● **WORK ORDER**
For the word "EntityIdNotFound", state how many lines of the records include it, with no other text.

● **PROVIDED RECORDS**
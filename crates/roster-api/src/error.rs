//! Error taxonomy and its [`axum::response::IntoResponse`] mapping.
//!
//! Every failure the pipeline can produce is an [`ApiError`] variant, and
//! this module is the only place variants become a status code and body. The
//! status/body pairs are a wire contract and must not drift.

use axum::{
  Json,
  http::StatusCode,
  response::{IntoResponse, Response},
};
use roster_core::{entity::EntityKind, store::StoreError, validation::FieldErrors};
use strum::{Display, IntoStaticStr};
use thiserror::Error;
use uuid::Uuid;

/// Error-code tokens returned as the body of a 403.
#[derive(Debug, Clone, Copy, PartialEq, Eq, Display, IntoStaticStr)]
pub enum ErrorCode {
  AzureUserNotRegistered,
  InsufficientUserRole,
  NoOrganisationAccess,
  NotOrganisationAdmin,
  NotSchoolSecretary,
}

/// An error returned by the pipeline or a handler.
#[derive(Debug, Error)]
pub enum ApiError {
  /// Structural payload validation failed. Rendered as 500 with the
  /// field → messages map.
  #[error("payload validation failed")]
  Validation(FieldErrors),

  /// `id` is the id as supplied, which may not be a well-formed UUID.
  #[error("{entity} ID '{id}' not found.")]
  EntityIdNotFound { entity: EntityKind, id: String },

  #[error("{child} '{child_id}' not found in {noun} '{parent_id}'", noun = .parent.noun())]
  EntityRelationNotFound {
    child:     EntityKind,
    child_id:  Uuid,
    parent:    EntityKind,
    parent_id: Uuid,
  },

  #[error("Auth token does not contain a valid user ID.")]
  NoSubjectInToken,

  #[error("{0}")]
  Forbidden(ErrorCode),

  /// A malformed optional query flag.
  #[error("The query parameter '{0}' must be either 'true' or 'false'.")]
  BadParameter(&'static str),

  /// The removal would leave a person without any organisation.
  #[error("{0}")]
  OrphanEntityConflict(String),

  #[error("store error: {0}")]
  Store(#[source] Box<dyn std::error::Error + Send + Sync>),
}

pub type Result<T, E = ApiError> = std::result::Result<T, E>;

impl ApiError {
  /// Map a backend error onto the taxonomy, keeping domain rejections raised
  /// inside a unit of work distinguishable from I/O failures.
  pub fn store<E: StoreError>(e: E) -> Self {
    let mapped = match e.as_core() {
      Some(roster_core::Error::OrphanPerson { .. }) => {
        Some(ApiError::OrphanEntityConflict(e.to_string()))
      }
      Some(roster_core::Error::MembershipNotFound { person_id, organisation_id }) => {
        Some(ApiError::EntityRelationNotFound {
          child:     EntityKind::Person,
          child_id:  *person_id,
          parent:    EntityKind::Organisation,
          parent_id: *organisation_id,
        })
      }
      _ => None,
    };
    mapped.unwrap_or_else(|| ApiError::Store(Box::new(e)))
  }

  pub fn status(&self) -> StatusCode {
    match self {
      ApiError::Validation(_) | ApiError::Store(_) => StatusCode::INTERNAL_SERVER_ERROR,
      ApiError::EntityIdNotFound { .. } | ApiError::EntityRelationNotFound { .. } => {
        StatusCode::NOT_FOUND
      }
      ApiError::NoSubjectInToken => StatusCode::UNAUTHORIZED,
      ApiError::Forbidden(_) => StatusCode::FORBIDDEN,
      ApiError::BadParameter(_) => StatusCode::BAD_REQUEST,
      ApiError::OrphanEntityConflict(_) => StatusCode::CONFLICT,
    }
  }
}

/// Body of a backend failure. The underlying error is logged, never sent.
const STORE_FAILURE_BODY: &str = "An unexpected error occurred.";

impl From<ErrorCode> for ApiError {
  fn from(code: ErrorCode) -> Self { ApiError::Forbidden(code) }
}

impl IntoResponse for ApiError {
  fn into_response(self) -> Response {
    let status = self.status();
    match self {
      ApiError::Validation(errors) => (status, Json(errors)).into_response(),
      ApiError::Store(e) => {
        tracing::error!(error = %e, "store failure");
        (status, STORE_FAILURE_BODY).into_response()
      }
      other => (status, other.to_string()).into_response(),
    }
  }
}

● **SOLVED PROBLEM**
2